> _Exercise brief_: For the entries below, state how many lines contain the word "CoreError" and add nothing else.

-------------------------

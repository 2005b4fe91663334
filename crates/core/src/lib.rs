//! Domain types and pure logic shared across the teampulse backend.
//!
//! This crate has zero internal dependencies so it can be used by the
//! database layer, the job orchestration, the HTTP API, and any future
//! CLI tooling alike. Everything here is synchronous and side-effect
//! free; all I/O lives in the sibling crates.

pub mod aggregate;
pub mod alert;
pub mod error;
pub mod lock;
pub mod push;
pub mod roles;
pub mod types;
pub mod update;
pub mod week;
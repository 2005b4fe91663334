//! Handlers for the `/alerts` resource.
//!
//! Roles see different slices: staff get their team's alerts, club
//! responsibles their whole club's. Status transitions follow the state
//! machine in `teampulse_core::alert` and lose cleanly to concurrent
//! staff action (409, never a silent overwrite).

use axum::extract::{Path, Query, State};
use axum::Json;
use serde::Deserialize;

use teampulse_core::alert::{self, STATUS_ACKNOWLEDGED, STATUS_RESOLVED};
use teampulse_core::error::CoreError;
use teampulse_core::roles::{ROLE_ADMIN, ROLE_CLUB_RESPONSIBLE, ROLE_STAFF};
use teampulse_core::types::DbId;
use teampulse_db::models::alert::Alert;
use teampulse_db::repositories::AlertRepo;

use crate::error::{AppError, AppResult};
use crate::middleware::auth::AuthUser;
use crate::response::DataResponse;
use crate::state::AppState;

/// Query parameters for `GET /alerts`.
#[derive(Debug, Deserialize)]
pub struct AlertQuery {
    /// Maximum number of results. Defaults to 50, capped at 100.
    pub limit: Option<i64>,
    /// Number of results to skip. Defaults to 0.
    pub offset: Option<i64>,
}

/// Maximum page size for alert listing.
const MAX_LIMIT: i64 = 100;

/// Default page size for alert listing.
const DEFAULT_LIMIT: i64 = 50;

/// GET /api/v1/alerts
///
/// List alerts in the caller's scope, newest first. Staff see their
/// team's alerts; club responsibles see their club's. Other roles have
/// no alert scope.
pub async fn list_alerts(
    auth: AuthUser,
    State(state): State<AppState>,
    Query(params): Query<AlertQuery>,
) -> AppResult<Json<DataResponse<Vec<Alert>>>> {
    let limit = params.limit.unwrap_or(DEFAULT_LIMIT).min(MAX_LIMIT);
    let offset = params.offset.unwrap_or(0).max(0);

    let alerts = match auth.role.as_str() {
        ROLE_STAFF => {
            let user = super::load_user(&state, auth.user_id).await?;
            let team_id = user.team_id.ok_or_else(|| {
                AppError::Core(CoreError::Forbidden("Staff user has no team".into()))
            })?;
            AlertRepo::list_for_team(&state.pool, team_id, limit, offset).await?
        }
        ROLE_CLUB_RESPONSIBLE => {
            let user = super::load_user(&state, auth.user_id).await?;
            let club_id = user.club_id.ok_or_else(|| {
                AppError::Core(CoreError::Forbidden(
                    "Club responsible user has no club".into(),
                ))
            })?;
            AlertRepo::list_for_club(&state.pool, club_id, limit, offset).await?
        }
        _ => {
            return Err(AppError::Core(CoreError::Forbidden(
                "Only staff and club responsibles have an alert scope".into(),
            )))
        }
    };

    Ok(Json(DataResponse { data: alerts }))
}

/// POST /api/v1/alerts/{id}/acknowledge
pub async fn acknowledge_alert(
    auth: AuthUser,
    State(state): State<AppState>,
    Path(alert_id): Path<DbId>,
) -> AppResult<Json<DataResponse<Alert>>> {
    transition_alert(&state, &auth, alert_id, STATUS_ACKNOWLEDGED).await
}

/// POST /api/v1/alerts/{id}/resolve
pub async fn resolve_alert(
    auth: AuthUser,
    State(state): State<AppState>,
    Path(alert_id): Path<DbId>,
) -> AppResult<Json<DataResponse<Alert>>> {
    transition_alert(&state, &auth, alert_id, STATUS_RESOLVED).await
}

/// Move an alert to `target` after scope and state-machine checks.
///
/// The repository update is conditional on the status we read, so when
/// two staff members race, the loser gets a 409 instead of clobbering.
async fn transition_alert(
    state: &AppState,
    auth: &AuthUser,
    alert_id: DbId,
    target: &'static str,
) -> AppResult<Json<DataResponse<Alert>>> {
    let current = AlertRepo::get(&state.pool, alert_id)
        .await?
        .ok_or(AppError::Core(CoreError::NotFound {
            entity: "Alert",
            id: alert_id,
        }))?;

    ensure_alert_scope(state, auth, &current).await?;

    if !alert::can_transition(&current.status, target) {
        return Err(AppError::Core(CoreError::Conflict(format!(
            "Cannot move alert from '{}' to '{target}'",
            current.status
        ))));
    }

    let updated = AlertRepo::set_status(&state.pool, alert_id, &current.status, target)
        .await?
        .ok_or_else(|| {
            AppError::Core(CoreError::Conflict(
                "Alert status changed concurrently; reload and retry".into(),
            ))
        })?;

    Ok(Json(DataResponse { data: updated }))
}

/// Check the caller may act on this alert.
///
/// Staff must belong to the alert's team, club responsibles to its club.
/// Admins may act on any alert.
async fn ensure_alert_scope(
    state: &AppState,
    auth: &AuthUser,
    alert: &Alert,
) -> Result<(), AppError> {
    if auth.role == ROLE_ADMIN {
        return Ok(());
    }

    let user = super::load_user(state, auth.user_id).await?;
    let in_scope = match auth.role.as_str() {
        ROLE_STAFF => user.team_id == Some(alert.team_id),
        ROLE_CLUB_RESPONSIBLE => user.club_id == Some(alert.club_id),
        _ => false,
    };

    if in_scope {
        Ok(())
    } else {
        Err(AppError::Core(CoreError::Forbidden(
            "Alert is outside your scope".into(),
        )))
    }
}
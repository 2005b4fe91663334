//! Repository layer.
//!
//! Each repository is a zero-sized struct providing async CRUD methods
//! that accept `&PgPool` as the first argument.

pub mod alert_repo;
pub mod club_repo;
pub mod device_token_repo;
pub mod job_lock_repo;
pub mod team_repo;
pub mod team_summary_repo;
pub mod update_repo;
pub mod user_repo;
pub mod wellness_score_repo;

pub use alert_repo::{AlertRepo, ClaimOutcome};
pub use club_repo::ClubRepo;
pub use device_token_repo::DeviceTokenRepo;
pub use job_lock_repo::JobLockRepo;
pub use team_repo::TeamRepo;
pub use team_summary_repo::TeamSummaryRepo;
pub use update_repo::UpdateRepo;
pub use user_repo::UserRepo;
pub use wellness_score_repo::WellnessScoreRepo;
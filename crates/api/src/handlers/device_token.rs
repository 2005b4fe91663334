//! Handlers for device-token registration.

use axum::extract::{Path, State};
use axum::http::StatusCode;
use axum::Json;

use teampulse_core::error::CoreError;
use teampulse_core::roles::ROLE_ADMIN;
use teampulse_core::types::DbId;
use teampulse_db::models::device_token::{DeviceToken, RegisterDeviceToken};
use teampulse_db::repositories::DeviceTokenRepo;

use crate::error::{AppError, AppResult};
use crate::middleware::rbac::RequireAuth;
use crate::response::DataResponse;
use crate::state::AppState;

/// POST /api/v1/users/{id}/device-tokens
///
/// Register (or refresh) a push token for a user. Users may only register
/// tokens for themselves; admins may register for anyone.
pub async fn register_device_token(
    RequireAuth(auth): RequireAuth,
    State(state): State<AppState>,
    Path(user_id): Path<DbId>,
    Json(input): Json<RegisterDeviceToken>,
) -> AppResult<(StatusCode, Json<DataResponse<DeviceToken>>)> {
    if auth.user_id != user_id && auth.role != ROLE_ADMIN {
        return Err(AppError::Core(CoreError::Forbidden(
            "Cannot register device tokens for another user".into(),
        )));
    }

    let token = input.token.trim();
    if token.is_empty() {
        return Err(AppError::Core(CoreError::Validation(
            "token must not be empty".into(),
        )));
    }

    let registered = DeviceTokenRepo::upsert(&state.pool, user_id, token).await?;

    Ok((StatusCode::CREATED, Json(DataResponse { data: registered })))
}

-------------------------

> _Written response_: 11